BEGIN Records for the task

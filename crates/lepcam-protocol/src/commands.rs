//! Command registry and dispatch.
//!
//! Inbound messages are JSON documents with a `"cmd"` name and an
//! optional `"args"` object. The registry maps names onto small
//! dispatch codes in both directions. An unrecognized name dispatches
//! as [`CommandId::Unknown`] rather than failing the parse, so the
//! caller can answer it deliberately instead of dropping it.

use serde_json::Value;

use crate::error::ProtocolError;

/// Dispatch code for each wire command.
///
/// Codes are contiguous from zero in registry order; `Unknown` sits
/// one past the last real command.
#[derive(Debug, Clone, Copy, PartialEq, Eq, Hash)]
#[repr(u8)]
pub enum CommandId {
    /// `get_status` - small status report.
    GetStatus = 0,
    /// `get_image` - single image document.
    GetImage = 1,
    /// `get_config` - sensor operating parameters.
    GetConfig = 2,
    /// `set_config` - update sensor operating parameters.
    SetConfig = 3,
    /// `set_time` - set the wall clock.
    SetTime = 4,
    /// `get_wifi` - network configuration (passwords omitted).
    GetWifi = 5,
    /// `set_wifi` - update network configuration.
    SetWifi = 6,
    /// `set_spotmeter` - move the spotmeter rectangle.
    SetSpotmeter = 7,
    /// `stream_on` - start streaming image documents.
    StreamOn = 8,
    /// `stream_off` - stop streaming.
    StreamOff = 9,
    /// `record_on` - assert the external record signal.
    RecordOn = 10,
    /// `record_off` - deassert the external record signal.
    RecordOff = 11,
    /// `poweroff` - power the camera down.
    Poweroff = 12,
    /// Name did not match the registry.
    Unknown = 13,
}

/// Number of real commands in the registry (`Unknown` excluded).
pub const COMMAND_COUNT: usize = 13;

/// Fixed name/code registry, scanned linearly in both directions.
const COMMAND_TABLE: [(&str, CommandId); COMMAND_COUNT] = [
    ("get_status", CommandId::GetStatus),
    ("get_image", CommandId::GetImage),
    ("get_config", CommandId::GetConfig),
    ("set_config", CommandId::SetConfig),
    ("set_time", CommandId::SetTime),
    ("get_wifi", CommandId::GetWifi),
    ("set_wifi", CommandId::SetWifi),
    ("set_spotmeter", CommandId::SetSpotmeter),
    ("stream_on", CommandId::StreamOn),
    ("stream_off", CommandId::StreamOff),
    ("record_on", CommandId::RecordOn),
    ("record_off", CommandId::RecordOff),
    ("poweroff", CommandId::Poweroff),
];

impl CommandId {
    /// Look a wire name up in the registry. Exact, case-sensitive
    /// match; anything else is `Unknown`.
    pub fn from_name(name: &str) -> CommandId {
        for (cmd_name, id) in COMMAND_TABLE {
            if cmd_name == name {
                return id;
            }
        }
        CommandId::Unknown
    }

    /// Wire name for a dispatch code. `Unknown` has no wire name and
    /// reports itself as `"Unknown"`. Used for diagnostics, never
    /// fails.
    pub fn name(self) -> &'static str {
        for (cmd_name, id) in COMMAND_TABLE {
            if id == self {
                return cmd_name;
            }
        }
        "Unknown"
    }

    /// Numeric dispatch code.
    pub fn code(self) -> u8 {
        self as u8
    }
}

/// A dispatched command: its registry code and a borrowed view of the
/// `"args"` value, if one was supplied.
///
/// The borrow lives as long as the document the caller parsed with
/// [`parse_document`]; nothing here is allocated separately.
#[derive(Debug, Clone, Copy)]
pub struct ParsedCommand<'a> {
    /// Dispatch code, possibly `Unknown`.
    pub id: CommandId,
    /// Reference into the document's `"args"` value.
    pub args: Option<&'a Value>,
}

/// Parse inbound command text into an owned JSON document.
///
/// The caller owns the returned document; [`parse_command`] and the
/// argument extractors borrow from it.
pub fn parse_document(text: &str) -> Result<Value, ProtocolError> {
    Ok(serde_json::from_str(text)?)
}

/// Resolve a command document into a dispatch code and args reference.
///
/// Fails only when the `"cmd"` field is absent or not a string; a name
/// missing from the registry dispatches as [`CommandId::Unknown`].
pub fn parse_command(doc: &Value) -> Result<ParsedCommand<'_>, ProtocolError> {
    let name = doc
        .get("cmd")
        .and_then(Value::as_str)
        .ok_or(ProtocolError::MissingCommand)?;

    Ok(ParsedCommand {
        id: CommandId::from_name(name),
        args: doc.get("args"),
    })
}

#[cfg(test)]
mod tests {
    use super::*;

    #[test]
    fn test_registry_round_trip() {
        for (name, id) in COMMAND_TABLE {
            assert_eq!(CommandId::from_name(name), id);
            assert_eq!(id.name(), name);
        }
    }

    #[test]
    fn test_unknown_reports_sentinel_name() {
        assert_eq!(CommandId::Unknown.name(), "Unknown");
    }

    #[test]
    fn test_codes_are_contiguous() {
        for (i, (_, id)) in COMMAND_TABLE.iter().enumerate() {
            assert_eq!(id.code() as usize, i);
        }
        assert_eq!(CommandId::Unknown.code() as usize, COMMAND_COUNT);
    }

    #[test]
    fn test_unrecognized_name_dispatches_unknown() {
        let doc = parse_document(r#"{"cmd": "frobnicate"}"#).expect("valid document");
        let parsed = parse_command(&doc).expect("dispatch should succeed");
        assert_eq!(parsed.id, CommandId::Unknown);
        assert!(parsed.args.is_none());
    }

    #[test]
    fn test_case_sensitive_lookup() {
        assert_eq!(CommandId::from_name("Get_Status"), CommandId::Unknown);
        assert_eq!(CommandId::from_name("get_status"), CommandId::GetStatus);
    }

    #[test]
    fn test_missing_cmd_field() {
        let doc = parse_document(r#"{"args": {"r1": 10}}"#).expect("valid document");
        assert!(matches!(
            parse_command(&doc),
            Err(ProtocolError::MissingCommand)
        ));
    }

    #[test]
    fn test_non_string_cmd_field() {
        let doc = parse_document(r#"{"cmd": 3}"#).expect("valid document");
        assert!(matches!(
            parse_command(&doc),
            Err(ProtocolError::MissingCommand)
        ));
    }

    #[test]
    fn test_args_reference_points_into_document() {
        let doc = parse_document(r#"{"cmd": "set_spotmeter", "args": {"r1": 10}}"#)
            .expect("valid document");
        let parsed = parse_command(&doc).expect("dispatch should succeed");
        assert_eq!(parsed.id, CommandId::SetSpotmeter);
        let args = parsed.args.expect("args should be present");
        assert_eq!(args.get("r1").and_then(Value::as_i64), Some(10));
    }

    #[test]
    fn test_malformed_document() {
        assert!(parse_document("{not json").is_err());
    }
}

END Records for the task

From the records above, copy each line where the word "SetSpotmeter" can be found.

    SetSpotmeter = 7,
    ("set_spotmeter", CommandId::SetSpotmeter),
        assert_eq!(parsed.id, CommandId::SetSpotmeter);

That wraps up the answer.